Таким образом, леворадикальной эстетикой был отвергнут либо радикально пересмотрен ряд ключевых понятий классической эстетики. В центре внимания оказалась проблема “Смерть искусства?”, трактуемая как смерть классики и ее замена неоавангардом. Что же касается собственно эстетики, то предлагалась двуединая концепция политизации эстетики и эстетизации политики, нашедшая свое теоретическое обобщение в работе М.Дюфренна “Искусство и политика”.

Тридцать лет спустя мы можем судить о результатах контркультурной деятельности. Была сломана культурная иерархия, уравнены в правах профессионализм и любительство. Пристальный интерес к эстетике повседневности дал дополнительный импульс эстетизации окружающей среды, дизайну, стайлингу, рекламе, моде. Был обобщен и концептуализирован художественный опыт неоавангарда. Предмет эстетики подвергся крайней политизации и идеологизации.

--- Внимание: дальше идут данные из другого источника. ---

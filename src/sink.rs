//! Destinations for the value changes produced by the emitter.  A sink only has to be able to
//! declare 1-bit signals and record timestamped changes on them; the encoding is up to the
//! implementation.  `vcd::VcdSink` writes a VCD file, `memory::MemorySink` keeps every event for
//! inspection.
use embedded_hal::digital::PinState;

use crate::error::Result;

pub mod memory;
pub mod vcd;

/// Handle to a signal declared on a sink.  Only meaningful to the sink that issued it.
#[derive(Clone, Copy, Debug, PartialEq, Eq, Hash)]
pub struct Signal(usize);

impl Signal {
    pub(crate) fn new(index: usize) -> Self {
        Signal(index)
    }

    pub fn index(&self) -> usize {
        self.0
    }
}

/// Everything a sink needs to know about a signal up front.
#[derive(Clone, Debug, PartialEq, Eq)]
pub struct SignalDecl {
    pub scope: String,
    pub name: String,
    pub width: u32,
    pub init: PinState,
}

impl SignalDecl {
    /// A 1-bit wire starting low
    pub fn wire(scope: &str, name: &str) -> Self {
        Self {
            scope: scope.into(),
            name: name.into(),
            width: 1,
            init: PinState::Low,
        }
    }
}

pub trait Sink {
    /// Register a signal.  Must be called before the first `record_change`.
    fn declare_signal(&mut self, decl: SignalDecl) -> Result<Signal>;
    /// Record that `signal` holds `value` from `step` onwards.  Steps must not go backwards.
    fn record_change(&mut self, signal: Signal, step: u64, value: PinState) -> Result<()>;
    /// Flush anything buffered.  Called once at the end of a successful run.
    fn finish(&mut self) -> Result<()>;
}

/// `0` or `1`, as drawn in the trace
pub fn bit_char(value: PinState) -> char {
    match value {
        PinState::Low => '0',
        PinState::High => '1',
    }
}
//! Implement the `Sink` trait on top of the `vcd` crate's writer.
//!
//! Declarations are buffered and the header is written when the first change arrives, so the
//! emitter can declare its signals and start clocking without a separate "end of definitions"
//! call.  Changes that don't alter a signal's value are dropped and a `#step` line is only
//! written when something actually changes at that step.
use std::io::Write;

use ::vcd::{IdCode, SimulationCommand, TimescaleUnit, Value, Writer};
use embedded_hal::digital::PinState;
use log::{debug, trace};

use crate::error::{Error, Result};
use crate::sink::{bit_char, Signal, SignalDecl, Sink};

/// Every step is one nanosecond
pub const TIMESCALE_NS: u32 = 1;

fn level(value: PinState) -> Value {
    match value {
        PinState::Low => Value::V0,
        PinState::High => Value::V1,
    }
}

struct Var {
    decl: SignalDecl,
    code: Option<IdCode>,
    value: PinState,
}

pub struct VcdSink<W: Write> {
    writer: Writer<W>,
    date: String,
    vars: Vec<Var>,
    // None until the header has been written
    now: Option<u64>,
    // latest step handed to record_change, written or not
    latest: u64,
}

impl<W: Write> VcdSink<W> {
    /// Wrap `out`.  `date` goes verbatim into the `$date` section.
    pub fn new(out: W, date: &str) -> Self {
        Self {
            writer: Writer::new(out),
            date: date.into(),
            vars: Vec::new(),
            now: None,
            latest: 0,
        }
    }

    fn write_header(&mut self) -> Result<()> {
        self.writer.date(&self.date)?;
        self.writer.timescale(TIMESCALE_NS, TimescaleUnit::NS)?;

        // One module per scope, in the order the scopes were first seen
        let mut scopes: Vec<String> = Vec::new();
        for v in &self.vars {
            if !scopes.contains(&v.decl.scope) {
                scopes.push(v.decl.scope.clone());
            }
        }
        for scope in &scopes {
            self.writer.add_module(scope)?;
            for v in self.vars.iter_mut().filter(|v| &v.decl.scope == scope) {
                v.code = Some(self.writer.add_wire(v.decl.width, &v.decl.name)?);
            }
            self.writer.upscope()?;
        }
        self.writer.enddefinitions()?;

        self.writer.timestamp(0)?;
        self.writer.begin(SimulationCommand::Dumpvars)?;
        for v in &self.vars {
            if let Some(code) = v.code {
                self.writer.change_scalar(code, level(v.value))?;
            }
        }
        self.writer.end()?;

        debug!("vcd header written with {} signals in {} scopes", self.vars.len(), scopes.len());
        self.now = Some(0);
        Ok(())
    }
}

impl<W: Write> Sink for VcdSink<W> {
    fn declare_signal(&mut self, decl: SignalDecl) -> Result<Signal> {
        if self.now.is_some() {
            return Err(Error::DeclarationClosed);
        }
        let value = decl.init;
        self.vars.push(Var { decl, code: None, value });
        Ok(Signal::new(self.vars.len() - 1))
    }

    fn record_change(&mut self, signal: Signal, step: u64, value: PinState) -> Result<()> {
        if signal.index() >= self.vars.len() {
            return Err(Error::UnknownSignal(signal));
        }
        if self.now.is_none() {
            self.write_header()?;
        }
        if step < self.latest {
            return Err(Error::StepRegression { step, current: self.latest });
        }
        self.latest = step;
        let now = self.now.unwrap_or(0);

        let var = &mut self.vars[signal.index()];
        if var.value == value {
            return Ok(());
        }
        var.value = value;
        let code = match var.code {
            Some(code) => code,
            None => return Err(Error::UnknownSignal(signal)),
        };
        trace!("#{} {}{}", step, bit_char(value), var.decl.name);

        if step > now {
            self.writer.timestamp(step)?;
            self.now = Some(step);
        }
        self.writer.change_scalar(code, level(value))?;
        Ok(())
    }

    fn finish(&mut self) -> Result<()> {
        if self.now.is_none() {
            self.write_header()?;
        }
        self.writer.flush()?;
        Ok(())
    }
}
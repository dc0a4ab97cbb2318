//! This crate generates waveform fixtures of JTAG bus traffic.  Nothing talks to hardware: the
//! TCK, TMS, TDI and TDO lines are synthesized and written as value changes to a trace, by
//! default a VCD file that any waveform viewer can open.
//!
//! At the lowest level is the `Sink` trait, which only knows how to declare 1-bit signals and
//! record changes on them.  `VcdSink` encodes to VCD, `MemorySink` keeps everything in memory so
//! it can be inspected.
//!
//! On top of a sink sits the `Emitter`, which clocks bits out one period at a time (two steps
//! per period) and provides the three JTAG transactions: walking the TAP with TMS, shifting data
//! in on TDI and shifting data out on TDO.  The current step is passed in and returned by every
//! call.
//!
//! The `Script` layer strings transactions together.  `ScriptBuilder` follows the TAP state
//! machine so you can ask for a state (e.g., ShiftIR) and it works out the TMS sequence, and
//! `Script::read_idcode` is the canned IDCODE read the command line tool writes.
//!
//! # Example
//! ```
//! use jtag_vcd::emitter::Emitter;
//! use jtag_vcd::script::{Script, DEFAULT_IDCODE, IDCODE_INSTRUCTION};
//! use jtag_vcd::sink::vcd::VcdSink;
//! use jtag_vcd::sink::Sink;
//!
//! let mut out = Vec::new();
//! let mut sink = VcdSink::new(&mut out, "Mon Jan  1 00:00:00 2024");
//! let mut emitter = Emitter::new(&mut sink).unwrap();
//! let script = Script::read_idcode(IDCODE_INSTRUCTION, DEFAULT_IDCODE).unwrap();
//! assert_eq!(script.run(&mut emitter, 0).unwrap(), 112);
//! sink.finish().unwrap();
//! ```
use std::io::Write;

use log::info;

pub mod emitter;
pub mod error;
pub mod script;
pub mod sink;
pub mod statemachine;

pub use error::{Error, Result};

use emitter::Emitter;
use script::{Script, DEFAULT_IDCODE, IDCODE_INSTRUCTION};
use sink::vcd::VcdSink;
use sink::Sink;

/// Write the IDCODE read fixture as VCD to `out`, stamped with `date`.  Returns the step after
/// the last clock period.
pub fn generate<W: Write>(out: W, date: &str) -> Result<u64> {
    let script = Script::read_idcode(IDCODE_INSTRUCTION, DEFAULT_IDCODE)?;

    let mut sink = VcdSink::new(out, date);
    let mut emitter = Emitter::new(&mut sink)?;
    let step = script.run(&mut emitter, 0)?;
    sink.finish()?;

    info!("{} transactions, {} clock periods, final step {}",
          script.transactions().len(), script.periods(), step);
    Ok(step)
}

Семидесятые годы напоминают о себе тенденциями “балканизации” эстетики. То была переходная эпоха в развитии эстетической мысли, связанная как с имманентными причинами, так и с внешними факторами. К причинам внутриэстетического, внутрихудожественного характера относилась исчерпанность многих неоавангардистских экспериментов, постепенно утрачивающих инновационный характер и выливающихся в самоповторы. Разочарование творцов и “продвинутых” ценителей сочеталось со стойким неприятием неоавангарда широкой публикой.